TASK TO COMPLETE: From the entries underneath, give the number of lines holding the word "demoted", without any other words.

(Saved entries)
______________________________

//! On-disk patch repository: `<id>.jar` archives next to `<id>.status` records.

use std::fs;
use std::path::{Path, PathBuf};

use patch_verify::{PackageError, PatchPackage, TrustedCertificates};
use tracing::{debug, info, instrument, warn};

use crate::locks::{IdGuard, IdLocks};
use crate::status::{PatchState, PatchStatus, StatusStore};
use crate::storage;
use crate::types::{PatchError, PatchId};

pub const ARCHIVE_EXTENSION: &str = "jar";

#[derive(Debug)]
pub struct PackageRepository {
    dir: PathBuf,
    statuses: StatusStore,
    trusted: TrustedCertificates,
    locks: IdLocks,
}

impl PackageRepository {
    /// Open (creating if needed) the repository at `dir`.
    ///
    /// `trusted` is the signer set every archive is re-verified against on read.
    pub fn open(dir: impl Into<PathBuf>, trusted: TrustedCertificates) -> Result<Self, PatchError> {
        let dir = dir.into();
        fs::create_dir_all(&dir)
            .map_err(|err| PatchError::io(format!("cannot create {}", dir.display()), err))?;
        Ok(Self {
            statuses: StatusStore::new(&dir),
            dir,
            trusted,
            locks: IdLocks::new(),
        })
    }

    pub fn dir(&self) -> &Path {
        &self.dir
    }

    pub fn trusted(&self) -> &TrustedCertificates {
        &self.trusted
    }

    pub fn statuses(&self) -> &StatusStore {
        &self.statuses
    }

    pub fn archive_path(&self, id: &PatchId) -> PathBuf {
        self.dir.join(format!("{id}.{ARCHIVE_EXTENSION}"))
    }

    pub fn has_archive(&self, id: &PatchId) -> bool {
        self.archive_path(id).is_file()
    }

    /// Hold `ids` until the guard is dropped.
    pub fn lock(&self, ids: &[&PatchId]) -> IdGuard<'_> {
        self.locks.lock(ids)
    }

    /// Persisted status or a transient `NONE`.
    pub fn status(&self, id: &PatchId) -> Result<PatchStatus, PatchError> {
        self.statuses.get(id)
    }

    pub fn save_status(&self, status: &PatchStatus) -> Result<PatchStatus, PatchError> {
        self.statuses.save(status)
    }

    /// Copy a verified package into the repository and mark it `UPLOADED`.
    #[instrument(skip(self, package), fields(patch_id = package.id()))]
    pub fn save(&self, package: &PatchPackage) -> Result<PatchStatus, PatchError> {
        let id = PatchId::new(package.id())?;
        let _guard = self.lock(&[&id]);

        if let Some(current) = self.statuses.load(&id)? {
            if current.state == PatchState::Installed {
                warn!("refusing to overwrite an installed patch");
                return Err(PatchError::state_conflict(
                    id.as_str(),
                    "is installed and cannot be overwritten",
                ));
            }
        }

        let target = self.archive_path(&id);
        debug!(archive = %target.display(), "storing patch archive");
        storage::copy_atomic(package.archive_path(), &target)
            .map_err(|err| PatchError::io(format!("cannot store {}", target.display()), err))?;

        let mut status = PatchStatus::new(id.as_str(), package.description(), PatchState::Uploaded);
        status.rollback_for_id = package.rollback_for_id().map(str::to_string);
        let saved = self.statuses.save(&status)?;
        info!("patch stored");
        Ok(saved)
    }

    /// Load and re-verify the stored archive.
    #[instrument(skip(self), fields(patch_id = %id))]
    pub fn get(&self, id: &PatchId) -> Result<PatchPackage, PatchError> {
        let path = self.archive_path(id);
        if !path.is_file() {
            return Err(PatchError::NotFound(id.to_string()));
        }
        let package = patch_verify::verify(&path, &self.trusted)?;
        if package.id() != id.as_str() {
            return Err(PatchError::ArchiveFormat(PackageError::format(format!(
                "archive stored as `{id}` declares id `{}`",
                package.id()
            ))));
        }
        Ok(package)
    }

    /// Remove the archive; `UPLOADED` falls back to `NONE`, other states are kept.
    #[instrument(skip(self), fields(patch_id = %id))]
    pub fn delete(&self, id: &PatchId) -> Result<PatchStatus, PatchError> {
        let _guard = self.lock(&[id]);
        self.delete_locked(id)
    }

    /// [`delete`](Self::delete) for callers already holding the id lock.
    pub(crate) fn delete_locked(&self, id: &PatchId) -> Result<PatchStatus, PatchError> {
        let current = self.statuses.load(id)?;
        if let Some(status) = &current {
            if status.state == PatchState::Installed {
                warn!("refusing to delete an installed patch");
                return Err(PatchError::state_conflict(
                    id.as_str(),
                    "is installed and cannot be deleted",
                ));
            }
        }

        let path = self.archive_path(id);
        let removed = storage::remove_if_exists(&path)
            .map_err(|err| PatchError::io(format!("cannot delete {}", path.display()), err))?;
        debug!(removed, "patch archive removed");

        match current {
            Some(status) if status.state == PatchState::Uploaded => {
                let mut demoted = status;
                demoted.state = PatchState::None;
                self.statuses.save(&demoted)
            }
            Some(status) => Ok(status),
            None => Ok(PatchStatus::none(id)),
        }
    }

    /// Every readable status, sorted by id; unreadable records are skipped.
    #[instrument(skip(self))]
    pub fn list(&self, ignore_deleted: bool) -> Result<Vec<PatchStatus>, PatchError> {
        let mut statuses = Vec::new();
        for (name, path) in self.statuses.entries()? {
            let status = match self.statuses.read(&path) {
                Ok(status) => status,
                Err(err) => {
                    warn!(status_file = %path.display(), error = %err, "skipping unreadable patch status");
                    continue;
                }
            };
            if status.id != name {
                warn!(status_file = %path.display(), id = %status.id, "skipping status filed under another id");
                continue;
            }
            if ignore_deleted {
                match PatchId::new(name.as_str()) {
                    Ok(id) if self.has_archive(&id) => {}
                    _ => continue,
                }
            }
            statuses.push(status);
        }
        Ok(statuses)
    }

    /// Ids of patches that declare themselves a rollback for `id`.
    pub fn rollbacks_for(&self, id: &PatchId) -> Result<Vec<String>, PatchError> {
        Ok(self
            .list(false)?
            .into_iter()
            .filter(|status| status.rollback_for_id.as_deref() == Some(id.as_str()))
            .map(|status| status.id)
            .collect())
    }
}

______________________________

RESPONSE TO THIS EXERCISE: 3